В начале тридцатых годов произошло и другое важное событие в его жизни — ему пришлось расстался с Детским отделом. Не ему одному. Вместе с ним ушли из Детского отдела и Олейников, и Андроников, и Груня Левитина. Ушли и почти все авторы, которые издавались там с самого начала, — в том числе и я. Ушли не по своей воле, а по воле Маршака.

Для большинства из нас, удаляемых, событие это в то время казалось непонятным, непостижимым. Дело в том, что каждого из нас в отдельности и всех вместе связывала с Маршаком дружба. Так, по крайней мере, нам казалось. Дружба эта основывалась на многолетней совместной работе, на нескончаемых вдохновенных разговорах об искусстве, на испытанном доверии к дарованиям друг друга. Кроме того, каждого из нас привлек к работе он сам — и Шварца, и Олейникова, и Хармса, и меня, и, несколько, позднее, Бориса Житкова. Поэтому наше изгнание казалось необъяснимым предательством.

А между тем в нем не было ровно ничего необъяснимого. Просто Маршак, всегда обладавший острейшим чувством времени, тоже ощущал грань, отделявшую двадцатые годы от тридцатых. Он понимал, что пора чудачеств, эксцентриад, дурашливых домашних шуток, неповторимых дарований прошла. В наступающую новую эпоху его могла только компрометировать связь с нестройной бандой шутников и оригиналов, чей едкий ум был не склонен к почтительности и не признавал никакой иерархии. И он, подчиняясь своему безошибочному практическому инстинкту, стал отделываться от прежних приятелей и соратников.

Отделывался он от них не сразу, не рывком, а постепенно, но неукоснительно. Шварца и Олейникова он изгнал из детской литературы раньше, Бориса Житкова — позже. Детский отдел был преобразован в Детиздат, во главе которого стоял не Соломон Николаевич Гисин, а Дмитрий Иванович Какбычегоневычелов.
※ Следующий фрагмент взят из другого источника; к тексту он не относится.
impl<'a, D: Directory> ContactStore<'a, D> {
    pub fn new(directory: &'a D, base_dn: impl Into<String>, parser: DateParser) -> Self {
        ContactStore {
            directory,
            base_dn: base_dn.into(),
            immutable_key: IMMUTABLE_KEY.to_string(),
            parser,
        }
    }

    pub fn from_config(directory: &'a D, config: &ContactsConfig) -> Self {
        ContactStore {
            directory,
            base_dn: config.base_dn.clone(),
            immutable_key: config.immutable_key.clone(),
            parser: config.date_parser(),
        }
    }

    /// Contacts carrying every label in `labels` (all contacts when empty).
    pub fn list(&self, labels: &[String]) -> ContactsResult<Vec<Contact>> {
        let request = SearchRequest::for_labels(&self.base_dn, labels);
        let entries = self.directory.search(&request)?;
        Ok(entries.iter().map(|e| self.contact_from_entry(e)).collect())
    }

    /// The contact stored at `dn`. When the directory returns several
    /// entries the first by name wins.
    pub fn single(&self, dn: &str) -> ContactsResult<Contact> {
        let request = SearchRequest::for_entry(&self.base_dn, dn);
        let mut contacts: Vec<Contact> = self
            .directory
            .search(&request)?
            .iter()
            .map(|e| self.contact_from_entry(e))
            .collect();

        if contacts.len() > 1 {
            tracing::debug!(dn, matches = contacts.len(), "Multiple entries for dn");
            contacts.sort_by(by_name);
        }
        contacts
            .into_iter()
            .next()
            .ok_or_else(|| ContactsError::NotFound(dn.to_string()))
    }

    /// Update `original` in place when both versions share an id, otherwise
    /// create `updated` as a new entry.
    pub fn save(
        &self,
        original: Option<&Contact>,
        updated: &Contact,
    ) -> ContactsResult<SaveOutcome> {
        let original = original.cloned().unwrap_or_default();

        if !updated.id.is_empty() && original.id == updated.id {
            let Some(changes) = original.changes(updated, &self.immutable_key) else {
                return Ok(SaveOutcome::Unchanged);
            };
            if changes.is_empty() {
                return Ok(SaveOutcome::Unchanged);
            }
            let request = ModifyRequest::from_changes(&updated.id, &changes);
            self.directory.modify(&request).map_err(|e| {
                tracing::warn!(dn = %updated.id, error = %e, "Error saving changes");
                ContactsError::Directory(format!("error saving changes: {e}"))
            })?;
            tracing::info!(dn = %updated.id, changes = changes.len(), "Updated contact");
            return Ok(SaveOutcome::Updated {
                dn: updated.id.clone(),
                changes,
            });
        }

        let request = AddRequest::for_contact(&self.base_dn, updated);
        self.directory.add(&request).map_err(|e| {
            tracing::warn!(dn = %request.dn, error = %e, "Error creating contact");
            ContactsError::Directory(format!("error creating contact: {e}"))
        })?;
        tracing::info!(dn = %request.dn, "Created contact");
        Ok(SaveOutcome::Created { dn: request.dn })
    }

    pub fn delete(&self, dn: &str) -> ContactsResult<()> {
        self.directory.delete(dn).map_err(|e| {
            tracing::warn!(dn, error = %e, "Error deleting contact");
            ContactsError::Directory(format!("error deleting: {e}"))
        })?;
        tracing::info!(dn, "Deleted contact");
        Ok(())
    }

    fn contact_from_entry(&self, entry: &Entry) -> Contact {
        let mut contact = Contact {
            id: entry.dn.clone(),
            ..Contact::default()
        };
        apply_attributes(&mut contact, |key| entry.values(key), &self.parser);
        contact
    }
}

/// `ou=contacts,<base_dn>`
pub fn contacts_base(base_dn: &str) -> String {
    format!("{CONTACTS_OU},{base_dn}")
}

/// `cn=<display name>,ou=contacts,<base_dn>`
pub fn contact_dn(base_dn: &str, contact: &Contact) -> String {
    format!(
        "cn={},{}",
        escape_dn_value(&contact.display_name()),
        contacts_base(base_dn)
    )
}

/// Escape filter metacharacters (RFC 4515).
fn escape_filter_value(value: &str) -> String {
    let mut escaped = String::with_capacity(value.len());
    for c in value.chars() {
        match c {
            '*' => escaped.push_str("\\2a"),
            '(' => escaped.push_str("\\28"),
            ')' => escaped.push_str("\\29"),
            '\\' => escaped.push_str("\\5c"),
            '\0' => escaped.push_str("\\00"),
            c => escaped.push(c),
        }
    }
    escaped
}

/// Escape DN special characters (RFC 4514).
fn escape_dn_value(value: &str) -> String {
    let mut escaped = String::with_capacity(value.len());
    for (i, c) in value.chars().enumerate() {
        match c {
            ',' | '+' | '"' | '\\' | '<' | '>' | ';' | '=' => {
                escaped.push('\\');
                escaped.push(c);
            }
            '#' if i == 0 => escaped.push_str("\\#"),
            c => escaped.push(c),
        }
    }
    escaped
}

#[cfg(test)]
mod tests {
    use super::*;
    use crate::date::PartialDate;
    use crate::reconcile::ChangeKind;
    use std::cell::RefCell;

    #[derive(Default)]
    struct MemoryDirectory {
        entries: Vec<Entry>,
        added: RefCell<Vec<AddRequest>>,
        modified: RefCell<Vec<ModifyRequest>>,
        deleted: RefCell<Vec<String>>,
        fail: bool,
    }

    impl Directory for MemoryDirectory {
        fn search(&self, request: &SearchRequest) -> ContactsResult<Vec<Entry>> {
            Ok(match request.scope {
                SearchScope::BaseObject => self
                    .entries
                    .iter()
                    .filter(|e| e.dn == request.base_dn)
                    .cloned()
                    .collect(),
                SearchScope::WholeSubtree => self.entries.clone(),
            })
        }

        fn add(&self, request: &AddRequest) -> ContactsResult<()> {
            self.check()?;
            self.added.borrow_mut().push(request.clone());
            Ok(())
        }

        fn modify(&self, request: &ModifyRequest) -> ContactsResult<()> {
            self.check()?;
            self.modified.borrow_mut().push(request.clone());
            Ok(())
        }

        fn delete(&self, dn: &str) -> ContactsResult<()> {
            self.check()?;
            self.deleted.borrow_mut().push(dn.to_string());
            Ok(())
        }
    }

    impl MemoryDirectory {
        fn check(&self) -> ContactsResult<()> {
            if self.fail {
                return Err(std::io::Error::new(
                    std::io::ErrorKind::ConnectionRefused,
                    "connection refused",
                )
                .into());
            }
            Ok(())
        }
    }

    const BASE: &str = "dc=example,dc=com";

    fn entry(dn: &str, pairs: &[(&str, &[&str])]) -> Entry {
        Entry {
            dn: dn.to_string(),
            attributes: pairs
                .iter()
                .map(|(k, v)| (k.to_string(), v.iter().map(|s| s.to_string()).collect()))
                .collect(),
        }
    }

    #[test]
    fn test_search_filter_includes_labels() {
        let request = SearchRequest::for_labels(BASE, &["family".into(), "a(b)".into()]);
        assert_eq!(request.base_dn, "ou=contacts,dc=example,dc=com");
        assert_eq!(
            request.filter,
            "(&(objectClass=contact)(label=family)(label=a\\28b\\29))"
        );
        assert!(request.attributes.contains(&"birthDate".to_string()));
    }

    #[test]
    fn test_list_loads_entries() {
        let directory = MemoryDirectory {
            entries: vec![entry(
                "cn=Ann,ou=contacts,dc=example,dc=com",
                &[
                    ("cn", &["Ann"]),
                    ("sn", &["Smith"]),
                    ("birthDate", &["March 3"]),
                    ("mail", &["ann@x.com", "ann@y.com"]),
                ],
            )],
            ..MemoryDirectory::default()
        };
        let store = ContactStore::new(&directory, BASE, DateParser::default());
        let contacts = store.list(&[]).unwrap();
        assert_eq!(contacts.len(), 1);
        assert_eq!(contacts[0].id, "cn=Ann,ou=contacts,dc=example,dc=com");
        assert_eq!(contacts[0].birthday, PartialDate::month_day(3, 3).unwrap());
        assert_eq!(contacts[0].email.len(), 2);
    }

    #[test]
    fn test_single_not_found() {
        let directory = MemoryDirectory::default();
        let store = ContactStore::new(&directory, BASE, DateParser::default());
        assert!(matches!(
            store.single("cn=Nobody,ou=contacts,dc=example,dc=com"),
            Err(ContactsError::NotFound(_))
        ));
    }

    #[test]
    fn test_single_picks_first_by_name() {
        let dn = "cn=Dup,ou=contacts,dc=example,dc=com";
        let directory = MemoryDirectory {
            entries: vec![
                entry(dn, &[("sn", &["Young"])]),
                entry(dn, &[("sn", &["Adams"])]),
            ],
            ..MemoryDirectory::default()
        };
        let store = ContactStore::new(&directory, BASE, DateParser::default());
        assert_eq!(store.single(dn).unwrap().last, "Adams");
    }

    #[test]
    fn test_save_new_contact_creates_entry() {
        let directory = MemoryDirectory::default();
        let store = ContactStore::new(&directory, BASE, DateParser::default());
        let contact = Contact {
            first: "Ann".into(),
            last: "Smith, Jr".into(),
            ..Contact::default()
        };
        let outcome = store.save(None, &contact).unwrap();
        let dn = "cn=Ann Smith\\, Jr,ou=contacts,dc=example,dc=com".to_string();
        assert_eq!(outcome, SaveOutcome::Created { dn: dn.clone() });
        let added = directory.added.borrow();
        assert_eq!(added[0].dn, dn);
        assert_eq!(added[0].object_classes[0], "contact");
    }

    #[test]
    fn test_save_existing_contact_modifies() {
        let directory = MemoryDirectory::default();
        let store = ContactStore::new(&directory, BASE, DateParser::default());
        let original = Contact {
            id: "cn=Ann,ou=contacts,dc=example,dc=com".into(),
            common_name: "Ann".into(),
            email: vec!["a@x.com".into()],
            ..Contact::default()
        };
        let updated = Contact {
            email: vec!["b@x.com".into()],
            ..original.clone()
        };

        assert_eq!(
            store.save(Some(&original), &original).unwrap(),
            SaveOutcome::Unchanged
        );
        assert!(directory.modified.borrow().is_empty());

        let outcome = store.save(Some(&original), &updated).unwrap();
        assert!(matches!(outcome, SaveOutcome::Updated { .. }));
        let modified = directory.modified.borrow();
        assert_eq!(modified.len(), 1);
        assert_eq!(modified[0].operations[0].kind, ChangeKind::Modify);
        assert_eq!(modified[0].operations[0].values, ["b@x.com"]);
    }

    #[test]
    fn test_renaming_common_name_only_is_unchanged() {
        let directory = MemoryDirectory::default();
        let store = ContactStore::new(&directory, BASE, DateParser::default());
        let original = Contact {
            id: "cn=Ann,ou=contacts,dc=example,dc=com".into(),
            common_name: "Ann".into(),
            ..Contact::default()
        };
        let updated = Contact {
            common_name: "Annie".into(),
            ..original.clone()
        };
        assert_eq!(
            store.save(Some(&original), &updated).unwrap(),
            SaveOutcome::Unchanged
        );
    }

    #[test]
    fn test_directory_failure_is_reported() {
        let directory = MemoryDirectory {
            fail: true,
            ..MemoryDirectory::default()
        };
        let store = ContactStore::new(&directory, BASE, DateParser::default());
        let err = store.save(None, &Contact::default()).unwrap_err();
        assert_eq!(
            err.to_string(),
            "Directory error: error creating contact: IO error: connection refused"
        );

        let original = Contact {
            id: "cn=Ann,ou=contacts,dc=example,dc=com".into(),
            common_name: "Ann".into(),
            ..Contact::default()
        };
        let updated = Contact {
            last: "Adams".into(),
            ..original.clone()
        };
        let err = store.save(Some(&original), &updated).unwrap_err();
        assert!(matches!(err, ContactsError::Directory(_)));
        assert!(err.to_string().ends_with("error saving changes: IO error: connection refused"));

        let err = store.delete(&original.id).unwrap_err();
        assert!(err.to_string().ends_with("error deleting: IO error: connection refused"));
    }

    #[test]
    fn test_store_from_config() {
        let directory = MemoryDirectory::default();
        let config = ContactsConfig {
            base_dn: BASE.to_string(),
            immutable_key: "displayName".to_string(),
            ..ContactsConfig::default()
        };
        let store = ContactStore::from_config(&directory, &config);
        let original = Contact {
            id: "cn=Ann,ou=contacts,dc=example,dc=com".into(),
            name: "Ann".into(),
            ..Contact::default()
        };
        let renamed = Contact {
            name: "Annie".into(),
            ..original.clone()
        };
        assert_eq!(
            store.save(Some(&original), &renamed).unwrap(),
            SaveOutcome::Unchanged
        );
    }

    #[test]
    fn test_delete() {
        let directory = MemoryDirectory::default();
        let store = ContactStore::new(&directory, BASE, DateParser::default());
        store.delete("cn=Ann,ou=contacts,dc=example,dc=com").unwrap();
        assert_eq!(directory.deleted.borrow().len(), 1);
    }
}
Но роль Дмитрия Ивановича была та же, что и Соломона Николаевича, — служить прикрытием Маршаку, который оставался полным хозяином. Несмотря на это, Детиздат оказался противоположностью Детского отдела. В Детиздате все было чинно, как в настоящем учреждении, — ни смеха, ни шуток. В новом его штате не было ни Олейникова, ни Шварца, ни Андроникова. Их место заняли четыре девушки, грамотные, лишенные особых дарований, но набожно влюбленные в Маршака и верившие только в «редактуру» (26). <…>

Изгнанники по-разному отнеслись к своему изгнанию. Коля Олейников заплатил Маршаку открытым презрением и прямолинейной ненавистью. Он повсюду часами поносил Маршака, и делал это едко, с блеском, создав из него гротескный, уморительный и гнусный образ. Такой же и даже большей ненавистью заплатил Маршаку Борис Житков, — когда был изгнан в свой черед. Он ненавидел страдальчески, нервно, неистово, в последние два года своей жизни он ни о чем не мог говорить, кроме как о Маршаке. <…>

Иначе отнесся к своему изгнанию Шварц. Его мягкости, доброте, уклончивости претила открытая вражда. Когда его попросили уйти, он послушно ушел, ни с кем не объясняясь. С Маршаком он сохранил хорошие отношения, — правда, далеко не такие, какими они были в двадцатые годы. Житков не мог Шварцу этого простить и, беспощадно браня всех, кто продолжал поддерживать отношения с Маршаком, задевал и Шварца. Я помню, что Шварц не без удовольствия слушал злые и издевательские речи Олейникова о Маршаке и охотно смеялся, но никогда не соглашался с ним полностью и делал попытки несколько смягчить их убийственный смысл (27). <…>

А Шварц, после продолжительных поисков, нашел свое место в театре, в драматургии (28).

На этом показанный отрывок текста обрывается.